Seventeen years ago, Vita wrote to Royce and told him never to contact her again. But now he is dying and decides to contact her anyway. Contact resumes, in the form of email exchanges between the two. The narrative takes us via these email exchanges, through their selected memories. Royce is elderly, wealthy and living in Boston, USA. Vita, born in South Africa, once a recipient of a generous fellowship from Royce, is middle-aged and living in Mudgee, Australia. The nature of their email exchanges permits a confessional narrative of sorts, but it also serves to enable both Vita and Royce to reconstruct their own versions of the past.

‘I fit in here because I am caught between identities.’

Royce writes of his relationship with Katherine (Kitty) Lushington (for whom his foundation was later named). Kitty was a friend of his from college, and in the 1970s he followed her to Pompeii where her archaeological research took her to the Garden of the Fugitives, with 13 bodies were entombed in the volcanic ash.

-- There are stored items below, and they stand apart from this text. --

use axum::{
    extract::{rejection::JsonRejection, Path, State},
    http::StatusCode,
    routing::get,
    Json, Router,
};

use crate::api::errors::ApiError;
use crate::api::validation::parse_item_id;
use crate::core::state::AppState;
use crate::models::Item;


pub(crate) fn router() -> Router<AppState> {
    Router::new()
        .route("/", get(list_items).post(create_item))
        .route("/:item_id", get(get_item).put(update_item).delete(delete_item))
}

async fn list_items(State(state): State<AppState>) -> Json<Vec<Item>> {
    Json(state.items().list_all())
}

async fn get_item(
    State(state): State<AppState>,
    Path(item_id): Path<String>,
) -> Result<Json<Item>, ApiError> {
    let id = parse_item_id(&item_id)?;
    let item = state.items().get_by_id(id)?;

    Ok(Json(item))
}

async fn create_item(
    State(state): State<AppState>,
    payload: Result<Json<Item>, JsonRejection>,
) -> Result<(StatusCode, Json<Item>), ApiError> {
    let Json(item) = payload?;

    let item = state.items().create(item).inspect_err(|err| {
        tracing::info!(error = %err, action = "item_create", "Item create rejected");
    })?;

    tracing::info!(item_id = item.id, action = "item_create", "Item created");

    Ok((StatusCode::CREATED, Json(item)))
}

// The path id is checked before the body so a bad id always answers 400.
async fn update_item(
    State(state): State<AppState>,
    Path(item_id): Path<String>,
    payload: Result<Json<Item>, JsonRejection>,
) -> Result<Json<Item>, ApiError> {
    let id = parse_item_id(&item_id)?;
    let Json(replacement) = payload?;

    if replacement.id != id {
        tracing::debug!(item_id = id, body_id = replacement.id, "Body id overridden by path id");
    }

    let item = state.items().update(id, replacement)?;
    tracing::info!(item_id = item.id, action = "item_update", "Item updated");

    Ok(Json(item))
}

async fn delete_item(
    State(state): State<AppState>,
    Path(item_id): Path<String>,
) -> Result<StatusCode, ApiError> {
    let id = parse_item_id(&item_id)?;
    state.items().delete(id)?;

    tracing::info!(item_id = id, action = "item_delete", "Item deleted");

    Ok(StatusCode::NO_CONTENT)
}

Vita writes of her earlier life, born in South Africa still then under apartheid, of moving between South Africa and Australia before attending college in the USA.

‘You start out blind. And then you begin to see.’

Identity, guilt and racism are some of the themes touched on as Royce and Vita recall the past. Royce is haunted by Kitty’s death, Vita by her past as a white South African. Vita’s career has stalled, Royce’s life is ending. The future is uncertain, the past needs to be revisited.

‘If you choose to believe that everything is your fault, then the corollary is that only you are the world changer, the giver of everything good as well as bad, the only one with the ability to fix things.’

What can I say about this novel? For most of the novel, Ms Dovey had me spellbound. I felt Vita’s guilt stifling her career. I felt Royce’s obsession taking hold of his life. Is it possible to break free of the past or, like the 13 bodies in the Garden of the Fugitives, are we trapped forever?

‘Each gorgeous age is built around some core of rottenness.’